A escola com sua missão formadora deveria através da proposta pedagógica
lançar um olhar mais atento ao acervo do município, no sentido de realizar
um trabalho voltado para a valorização da cultura local. (Aluno 13).
A escola tem um papel muito importante hoje para a arte, pois ela se insere
na educação, possuindo características diversas, desenvolvendo atividades de
aprendizagem artística e estética objetivando o relacionamento das pessoas,
mesmo em com suas diferenças. (Aluno 15).
Diante dessa experiência vivida, vale ressaltar a importância de colocarmos
a pesquisa como prática pedagógica em nossa sala de aula, contribuindo
assim para o investimento numa educação de qualidade, e uma melhor
aprendizagem de forma diferenciada para os nossos educandos. (Aluno 18).

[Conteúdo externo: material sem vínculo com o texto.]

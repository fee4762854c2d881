//! Register descriptors
//!
//! A descriptor names one value on a device: where it lives, how it is
//! encoded, how it is scaled and how stale a cached copy may get before the
//! bus has to be asked again.

use std::time::Duration;

use crate::error::CodecError;
use crate::format::Format;
use crate::value::Value;
use crate::Access;

/// A typed register address
#[derive(Debug, Clone, PartialEq)]
pub struct RegisterDescriptor {
    /// First register number on the bus
    pub address: u16,
    /// Value encoding (determines the register count)
    pub format: Format,
    /// Register table the value is read from
    pub access: Access,
    /// Path label under which the value is published (e.g. `/Ac/Power`)
    pub path: String,
    /// Unit label for display (e.g. `W`)
    pub unit: Option<String>,
    /// Raw values are divided by this on decode and multiplied on encode
    pub scale: Option<f64>,
    /// Cached reads younger than this are served without bus I/O
    pub max_age: Option<Duration>,
}

impl RegisterDescriptor {
    /// Create a holding-register descriptor with the given format
    pub fn new(address: u16, format: Format) -> Self {
        Self {
            address,
            format,
            access: Access::Holding,
            path: String::new(),
            unit: None,
            scale: None,
            max_age: None,
        }
    }

    pub fn u16(address: u16) -> Self {
        Self::new(address, Format::U16)
    }

    pub fn s16(address: u16) -> Self {
        Self::new(address, Format::S16)
    }

    pub fn u32_be(address: u16) -> Self {
        Self::new(address, Format::U32Be)
    }

    pub fn u32_le(address: u16) -> Self {
        Self::new(address, Format::U32Le)
    }

    pub fn s32_be(address: u16) -> Self {
        Self::new(address, Format::S32Be)
    }

    pub fn f32_be(address: u16) -> Self {
        Self::new(address, Format::F32Be)
    }

    pub fn text(address: u16, registers: u16) -> Self {
        Self::new(address, Format::Text(registers))
    }

    /// Read from the holding register table
    pub fn holding(mut self) -> Self {
        self.access = Access::Holding;
        self
    }

    /// Read from the input register table
    pub fn input(mut self) -> Self {
        self.access = Access::Input;
        self
    }

    pub fn with_access(mut self, access: Access) -> Self {
        self.access = access;
        self
    }

    pub fn with_path(mut self, path: impl Into<String>) -> Self {
        self.path = path.into();
        self
    }

    pub fn with_unit(mut self, unit: impl Into<String>) -> Self {
        self.unit = Some(unit.into());
        self
    }

    pub fn with_scale(mut self, scale: f64) -> Self {
        self.scale = Some(scale);
        self
    }

    pub fn with_max_age(mut self, max_age: Duration) -> Self {
        self.max_age = Some(max_age);
        self
    }

    /// Number of registers covered
    pub fn count(&self) -> u16 {
        self.format.register_count()
    }

    /// One past the last register covered
    pub fn end(&self) -> u32 {
        self.address as u32 + self.count() as u32
    }

    /// Decode this descriptor's words, applying the scale factor
    pub fn decode(&self, words: &[u16]) -> Result<Value, CodecError> {
        let raw = self.format.decode(words)?;
        match (self.scale, raw.as_f64()) {
            (Some(scale), Some(v)) if scale != 0.0 => Ok(Value::Float(v / scale)),
            _ => Ok(raw),
        }
    }

    /// Encode a value for writing, undoing the scale factor
    pub fn encode(&self, value: &Value) -> Result<Vec<u16>, CodecError> {
        if !self.access.is_writable() {
            return Err(CodecError::ReadOnly(self.access.name()));
        }

        match (self.scale, value.as_f64()) {
            (Some(scale), Some(v)) if self.format.is_numeric() => {
                let raw = v * scale;
                if matches!(self.format, Format::F32Be) {
                    self.format.encode(&Value::Float(raw))
                } else {
                    self.format.encode(&Value::Float(raw.round()))
                }
            }
            _ => self.format.encode(value),
        }
    }

    /// Format a decoded value with its unit label
    pub fn display(&self, value: &Value) -> String {
        match &self.unit {
            Some(unit) => format!("{} {}", value, unit),
            None => value.to_string(),
        }
    }
}

#[cfg(test)]
mod tests {
    use super::*;

    #[test]
    fn test_builder_defaults() {
        let reg = RegisterDescriptor::u16(0x001c);
        assert_eq!(reg.access, Access::Holding);
        assert_eq!(reg.count(), 1);
        assert_eq!(reg.end(), 0x001d);
        assert!(reg.max_age.is_none());

        let reg = RegisterDescriptor::text(209, 15).input().with_path("/Serial");
        assert_eq!(reg.access, Access::Input);
        assert_eq!(reg.count(), 15);
        assert_eq!(reg.path, "/Serial");
    }

    #[test]
    fn test_scaled_decode() {
        let reg = RegisterDescriptor::u16(38)
            .input()
            .with_scale(10.0)
            .with_unit("V");
        let value = reg.decode(&[2301]).unwrap();
        assert_eq!(value, Value::Float(230.1));
        assert_eq!(reg.display(&value), "230.1 V");
    }

    #[test]
    fn test_scaled_encode() {
        let reg = RegisterDescriptor::u16(123).with_scale(10.0);
        assert_eq!(reg.encode(&Value::Float(2.0)).unwrap(), vec![20]);
        assert_eq!(reg.encode(&Value::Int(100)).unwrap(), vec![1000]);
    }

    #[test]
    fn test_input_registers_are_read_only() {
        let reg = RegisterDescriptor::u16(0).input();
        assert_eq!(
            reg.encode(&Value::Int(1)),
            Err(CodecError::ReadOnly("input"))
        );
    }
}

A população de nossa cidade precisa valorizar o que temos de melhor,
portanto, fazer a pesquisa nos mostrou algo novo que não conhecia no meu
município, o quanto nossa cidade precisa ser valorizada porque assim como
eu muitas pessoas não conhece as riquezas que essa cidade tem. (Aluno 7).
CONSIDERAÇÕES FINAIS
Partimos da pergunta inicial feita pelos professores na reunião de
planejamento: os alunos e alunas conhecem as manifestações artístico-culturais do seu
município? Ficou evidente com a pesquisa que os alunos não conheciam as
manifestações. Alguns conheciam em parte, mas não havia uma valorização da cultura
local. Desta forma destacamos como resultado da pesquisa a descoberta e reconhecimento
da arte e da cultura do município, favorecendo a reconstrução das identidades de cada
aluno/aluna ao se sentirem pertencentes à cultura daquela comunidade. Consideramos
esse aspecto um ponto forte.
Didática e Prática de Ensino na relação com a Sociedade
EdUECE - Livro 303258
Destacamos ainda como resultados dessa ação de pesquisar: a articulação dos
vários saberes ministrados nas disciplinas de filosofia, história da educação, diversidade
cultural e arte-educação, além do exercício da pesquisa coletiva, que permitiu uma maior
aproximação entre os alunos e a troca de saberes, evidenciando o papel didático da
pesquisa no processo de ensinar e aprender.